O preconceito contra essas religiões está intimamente ligado ao racismo contra os negros, na opinião da ativista. “Para o racista, o preto quando usa branco é macumbeiro ou pipoqueiro. Não nos perguntam se somos do candomblé ou da umbanda, nos taxam de macumbeiros”, afirma, ao explicar como a confusão demonstra também ignorância. Afinal, macumba é uma árvore africana e também instrumento musical, mas o termo tem sido usado pejorativamente para se referir às religiões de matriz africana.

Neta de escravos e caçula de onze filhos, Makota Célia aprendeu com os pais o respeito a todo tipo de crença. Entre os irmãos, há evangélicos, umbandistas, católicos e até cristãos ortodoxos. “Meu pai sempre dizia que toda forma de rezar é sagrada”, lembra.

Ela mesma professou a religião católica por muitos anos, participando ativamente de atividades da Igreja, inclusive como professora de crisma. Foi apresentada ao candomblé por seu padrinho de santo, Paulo Afonso Moreira, aos 29 anos. Foi no candomblé que encontrou a solidariedade e outros princípios, que o catolicismo já não atendia.

O preconceito contra a mulher é outra questão combatida por Makota Célia. Para ela, as mulheres que mais sofrem são as negras. “Investimos em nossos filhos e não sabemos se terão futuro, porque são as maiores vítimas de violência”, diz ela.

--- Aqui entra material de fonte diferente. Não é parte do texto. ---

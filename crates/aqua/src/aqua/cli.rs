//! ⌨️ From a console form to a copy-pasteable `ads aqua ...` command.
//!
//! The console POSTs `{command, subcommand, payload}`; we look up which details
//! struct that pair means, validate the payload against it, and print the
//! command line that would do the same thing. We never run it.

use std::collections::BTreeMap;

use serde::Deserialize;
use serde_json::Value;

use crate::error::{AquaError, AquaResult};

/// 📨 What the console sends to `POST /aqua/cli`.
#[derive(Debug, Clone, Deserialize, PartialEq)]
pub struct CliDetails {
    pub command: String,
    pub subcommand: String,
    #[serde(default)]
    pub payload: Value,
}

impl CliDetails {
    /// 🔑 `model` + `register` → `model_register`.
    pub fn key(&self) -> String {
        format!("{}_{}", self.command, self.subcommand)
    }

    /// 🧭 Dispatch on the registered commands. Unknown pairs are an argument error.
    pub fn build_cli(&self) -> AquaResult<String> {
        match self.key().as_str() {
            ImportModelDetails::KEY => ImportModelDetails::from_payload(self.payload.clone())?.build_cli(),
            other => Err(AquaError::InvalidArgument(format!(
                "The command `{other}` is not supported."
            ))),
        }
    }
}

/// 📥 Registering a model from Hugging Face or object storage.
#[derive(Debug, Clone, Default, Deserialize, PartialEq)]
#[serde(deny_unknown_fields)]
pub struct ImportModelDetails {
    pub model: String,
    pub os_path: String,
    pub download_from_hf: Option<bool>,
    pub local_dir: Option<String>,
    pub cleanup_model_cache: Option<bool>,
    pub inference_container: Option<String>,
    pub finetuning_container: Option<String>,
    pub compartment_id: Option<String>,
    pub project_id: Option<String>,
    pub model_file: Option<String>,
    pub inference_container_uri: Option<String>,
    pub allow_patterns: Option<Vec<String>>,
    pub ignore_patterns: Option<Vec<String>>,
    pub freeform_tags: Option<BTreeMap<String, String>>,
    pub defined_tags: Option<BTreeMap<String, BTreeMap<String, Value>>>,
    pub ignore_model_artifact_check: Option<bool>,
}

impl ImportModelDetails {
    pub const KEY: &'static str = "model_register";
    const COMMAND: &'static str = "model register";

    pub fn from_payload(payload: Value) -> AquaResult<Self> {
        let details: Self = serde_json::from_value(payload)
            .map_err(|e| AquaError::InvalidArgument(format!("Invalid parameters for `{}`: {e}", Self::KEY)))?;
        details.validate()?;
        Ok(details)
    }

    pub fn validate(&self) -> AquaResult<()> {
        if self.model.trim().is_empty() {
            return Err(AquaError::MissingField("`model` is required.".to_string()));
        }
        if self.os_path.trim().is_empty() {
            return Err(AquaError::MissingField("`os_path` is required.".to_string()));
        }
        Ok(())
    }

    /// 🔨 `ads aqua model register --model ... --os_path ...`, fields in declaration order,
    /// unset fields left out.
    pub fn build_cli(&self) -> AquaResult<String> {
        let the_params: Vec<(&str, Option<String>)> = vec![
            ("model", Some(self.model.clone())),
            ("os_path", Some(self.os_path.clone())),
            ("download_from_hf", self.download_from_hf.map(flag)),
            ("local_dir", self.local_dir.clone()),
            ("cleanup_model_cache", self.cleanup_model_cache.map(flag)),
            ("inference_container", self.inference_container.clone()),
            ("finetuning_container", self.finetuning_container.clone()),
            ("compartment_id", self.compartment_id.clone()),
            ("project_id", self.project_id.clone()),
            ("model_file", self.model_file.clone()),
            ("inference_container_uri", self.inference_container_uri.clone()),
            ("allow_patterns", encoded(&self.allow_patterns)?),
            ("ignore_patterns", encoded(&self.ignore_patterns)?),
            ("freeform_tags", encoded(&self.freeform_tags)?),
            ("defined_tags", encoded(&self.defined_tags)?),
            ("ignore_model_artifact_check", self.ignore_model_artifact_check.map(flag)),
        ];

        let the_args: Vec<String> = the_params
            .into_iter()
            .filter_map(|(name, value)| value.map(|v| format!("--{name} {v}")))
            .collect();
        Ok(format!("ads aqua {} {}", Self::COMMAND, the_args.join(" ")))
    }
}

fn flag(value: bool) -> String {
    // 🐍 the CLI on the other end parses Python literals
    let the_literal = if value { "True" } else { "False" };
    the_literal.to_string()
}

fn encoded<T: serde::Serialize>(value: &Option<T>) -> AquaResult<Option<String>> {
    value.as_ref().map(serde_json::to_string).transpose().map_err(AquaError::from)
}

Segundo a religiosa, a tradição africana é matriarcal e as mulheres são símbolo de resistência. E é imbuída desse poder que Makota Célia desenvolve seu trabalho de enfrentamento ao ódio. “Hoje, o papel da mulher preta é ainda defender seus parentes”, afirma. E uma dessas formas é manter o canto, a dança e toda alegria herdada de seus ancestrais africanos.